WHAT THE TASK ASKS –
Copy out all the entries word for word.

Stored items –

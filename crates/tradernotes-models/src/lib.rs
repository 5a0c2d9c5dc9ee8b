pub mod cache_schema;
pub mod classifier;
pub mod config;
pub mod lang;
pub mod offer;
pub mod trader;

pub use cache_schema::CacheFile;
pub use classifier::{classify, TraderKind};
pub use config::{ObserverConfig, OverlayConfig, TooltipColors, TraderNotesConfig};
pub use lang::{BuiltinLang, Localizer};
pub use offer::{OfferSnapshot, TradeOffer, SELL_SLOT_COUNT};
pub use trader::{Position, TraderId, TraderRecord};
use serde::{Deserialize, Serialize};

/// Marker color used when the configured one cannot be parsed.
pub const DEFAULT_ICON_COLOR: &str = "#d4d87f";
/// Marker size in pixels used when the configured one is not positive.
pub const DEFAULT_ICON_SIZE: i32 = 28;

/// Top-level configuration, read from `tradernotes.toml`.
#[derive(Debug, Clone, Default, Serialize, Deserialize, PartialEq)]
#[serde(default)]
pub struct TraderNotesConfig {
    pub overlay: OverlayConfig,
    pub colors: TooltipColors,
    pub observer: ObserverConfig,
}

/// World map marker settings.
#[derive(Debug, Clone, Serialize, Deserialize, PartialEq)]
#[serde(default)]
pub struct OverlayConfig {
    /// Icon asset name under `textures/icons/worldmap/`.
    pub icon: String,
    pub icon_size: i32,
    /// Hex color, `#rrggbb` or `#aarrggbb`.
    pub icon_color: String,
    /// Appended to every money amount in tooltips.
    pub currency_suffix: String,
}

impl Default for OverlayConfig {
    fn default() -> Self {
        Self {
            icon: "trader".to_string(),
            icon_size: DEFAULT_ICON_SIZE,
            icon_color: DEFAULT_ICON_COLOR.to_string(),
            currency_suffix: String::new(),
        }
    }
}

impl OverlayConfig {
    pub fn effective_icon_size(&self) -> f32 {
        if self.icon_size > 0 {
            self.icon_size as f32
        } else {
            DEFAULT_ICON_SIZE as f32
        }
    }

    /// Marker color as ARGB, falling back to the default color on bad input.
    pub fn icon_argb(&self) -> u32 {
        parse_hex_argb(&self.icon_color)
            .or_else(|| parse_hex_argb(DEFAULT_ICON_COLOR))
            .unwrap_or(0xFFD4_D87F)
    }
}

/// Tooltip section colors as hex strings.
#[derive(Debug, Clone, Serialize, Deserialize, PartialEq)]
#[serde(default)]
pub struct TooltipColors {
    pub funds: String,
    pub selling_header: String,
    pub buying_header: String,
    pub stock: String,
    pub item_name: String,
    pub stack_size: String,
    pub price: String,
    pub distance: String,
}

impl Default for TooltipColors {
    fn default() -> Self {
        Self {
            funds: "#deffa1".to_string(),
            selling_header: "#40a746".to_string(),
            buying_header: "#deffa1".to_string(),
            stock: "#9d9d9d".to_string(),
            item_name: "#e5e6de".to_string(),
            stack_size: "#9d9d9d".to_string(),
            price: "#deebc7".to_string(),
            distance: "#7fb3d8".to_string(),
        }
    }
}

/// Observation cadence and change-detection tuning.
#[derive(Debug, Clone, Serialize, Deserialize, PartialEq)]
#[serde(default)]
pub struct ObserverConfig {
    /// Also capture offers from loaded traders nobody is trading with.
    pub live_update: bool,
    pub tick_interval_ms: u64,
    /// Radius in blocks around the player searched for the active trader.
    pub search_radius: f64,
    /// Refresh-time differences up to this many days are treated as jitter.
    pub refresh_tolerance_days: f64,
}

impl Default for ObserverConfig {
    fn default() -> Self {
        Self {
            live_update: false,
            tick_interval_ms: 500,
            search_radius: 10.0,
            refresh_tolerance_days: 0.01,
        }
    }
}

/// Parse `#rrggbb` (opaque) or `#aarrggbb` into an ARGB integer.
pub fn parse_hex_argb(hex: &str) -> Option<u32> {
    let digits = hex.trim().trim_start_matches('#');
    let value = u32::from_str_radix(digits, 16).ok()?;
    match digits.len() {
        6 => Some(0xFF00_0000 | value),
        8 => Some(value),
        _ => None,
    }
}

RESPONSE TO THIS EXERCISE –
filename crates/tradernotes-models/src/lib.rs
repository 5a0c2d9c5dc9ee8b
pub mod cache_schema;
pub mod classifier;
pub mod config;
pub mod lang;
pub mod offer;
pub mod trader;

pub use cache_schema::CacheFile;
pub use classifier::{classify, TraderKind};
pub use config::{ObserverConfig, OverlayConfig, TooltipColors, TraderNotesConfig};
pub use lang::{BuiltinLang, Localizer};
pub use offer::{OfferSnapshot, TradeOffer, SELL_SLOT_COUNT};
pub use trader::{Position, TraderId, TraderRecord};
use serde::{Deserialize, Serialize};

/// Marker color used when the configured one cannot be parsed.
pub const DEFAULT_ICON_COLOR: &str = "#d4d87f";
/// Marker size in pixels used when the configured one is not positive.
pub const DEFAULT_ICON_SIZE: i32 = 28;

/// Top-level configuration, read from `tradernotes.toml`.
#[derive(Debug, Clone, Default, Serialize, Deserialize, PartialEq)]
#[serde(default)]
pub struct TraderNotesConfig {
    pub overlay: OverlayConfig,
    pub colors: TooltipColors,
    pub observer: ObserverConfig,
}

/// World map marker settings.
#[derive(Debug, Clone, Serialize, Deserialize, PartialEq)]
#[serde(default)]
pub struct OverlayConfig {
    /// Icon asset name under `textures/icons/worldmap/`.
    pub icon: String,
    pub icon_size: i32,
    /// Hex color, `#rrggbb` or `#aarrggbb`.
    pub icon_color: String,
    /// Appended to every money amount in tooltips.
    pub currency_suffix: String,
}

impl Default for OverlayConfig {
    fn default() -> Self {
        Self {
            icon: "trader".to_string(),
            icon_size: DEFAULT_ICON_SIZE,
            icon_color: DEFAULT_ICON_COLOR.to_string(),
            currency_suffix: String::new(),
        }
    }
}

impl OverlayConfig {
    pub fn effective_icon_size(&self) -> f32 {
        if self.icon_size > 0 {
            self.icon_size as f32
        } else {
            DEFAULT_ICON_SIZE as f32
        }
    }

    /// Marker color as ARGB, falling back to the default color on bad input.
    pub fn icon_argb(&self) -> u32 {
        parse_hex_argb(&self.icon_color)
            .or_else(|| parse_hex_argb(DEFAULT_ICON_COLOR))
            .unwrap_or(0xFFD4_D87F)
    }
}

/// Tooltip section colors as hex strings.
#[derive(Debug, Clone, Serialize, Deserialize, PartialEq)]
#[serde(default)]
pub struct TooltipColors {
    pub funds: String,
    pub selling_header: String,
    pub buying_header: String,
    pub stock: String,
    pub item_name: String,
    pub stack_size: String,
    pub price: String,
    pub distance: String,
}

impl Default for TooltipColors {
    fn default() -> Self {
        Self {
            funds: "#deffa1".to_string(),
            selling_header: "#40a746".to_string(),
            buying_header: "#deffa1".to_string(),
            stock: "#9d9d9d".to_string(),
            item_name: "#e5e6de".to_string(),
            stack_size: "#9d9d9d".to_string(),
            price: "#deebc7".to_string(),
            distance: "#7fb3d8".to_string(),
        }
    }
}

/// Observation cadence and change-detection tuning.
#[derive(Debug, Clone, Serialize, Deserialize, PartialEq)]
#[serde(default)]
pub struct ObserverConfig {
    /// Also capture offers from loaded traders nobody is trading with.
    pub live_update: bool,
    pub tick_interval_ms: u64,
    /// Radius in blocks around the player searched for the active trader.
    pub search_radius: f64,
    /// Refresh-time differences up to this many days are treated as jitter.
    pub refresh_tolerance_days: f64,
}

impl Default for ObserverConfig {
    fn default() -> Self {
        Self {
            live_update: false,
            tick_interval_ms: 500,
            search_radius: 10.0,
            refresh_tolerance_days: 0.01,
        }
    }
}

/// Parse `#rrggbb` (opaque) or `#aarrggbb` into an ARGB integer.
pub fn parse_hex_argb(hex: &str) -> Option<u32> {
    let digits = hex.trim().trim_start_matches('#');
    let value = u32::from_str_radix(digits, 16).ok()?;
    match digits.len() {
        6 => Some(0xFF00_0000 | value),
        8 => Some(value),
        _ => None,
    }
}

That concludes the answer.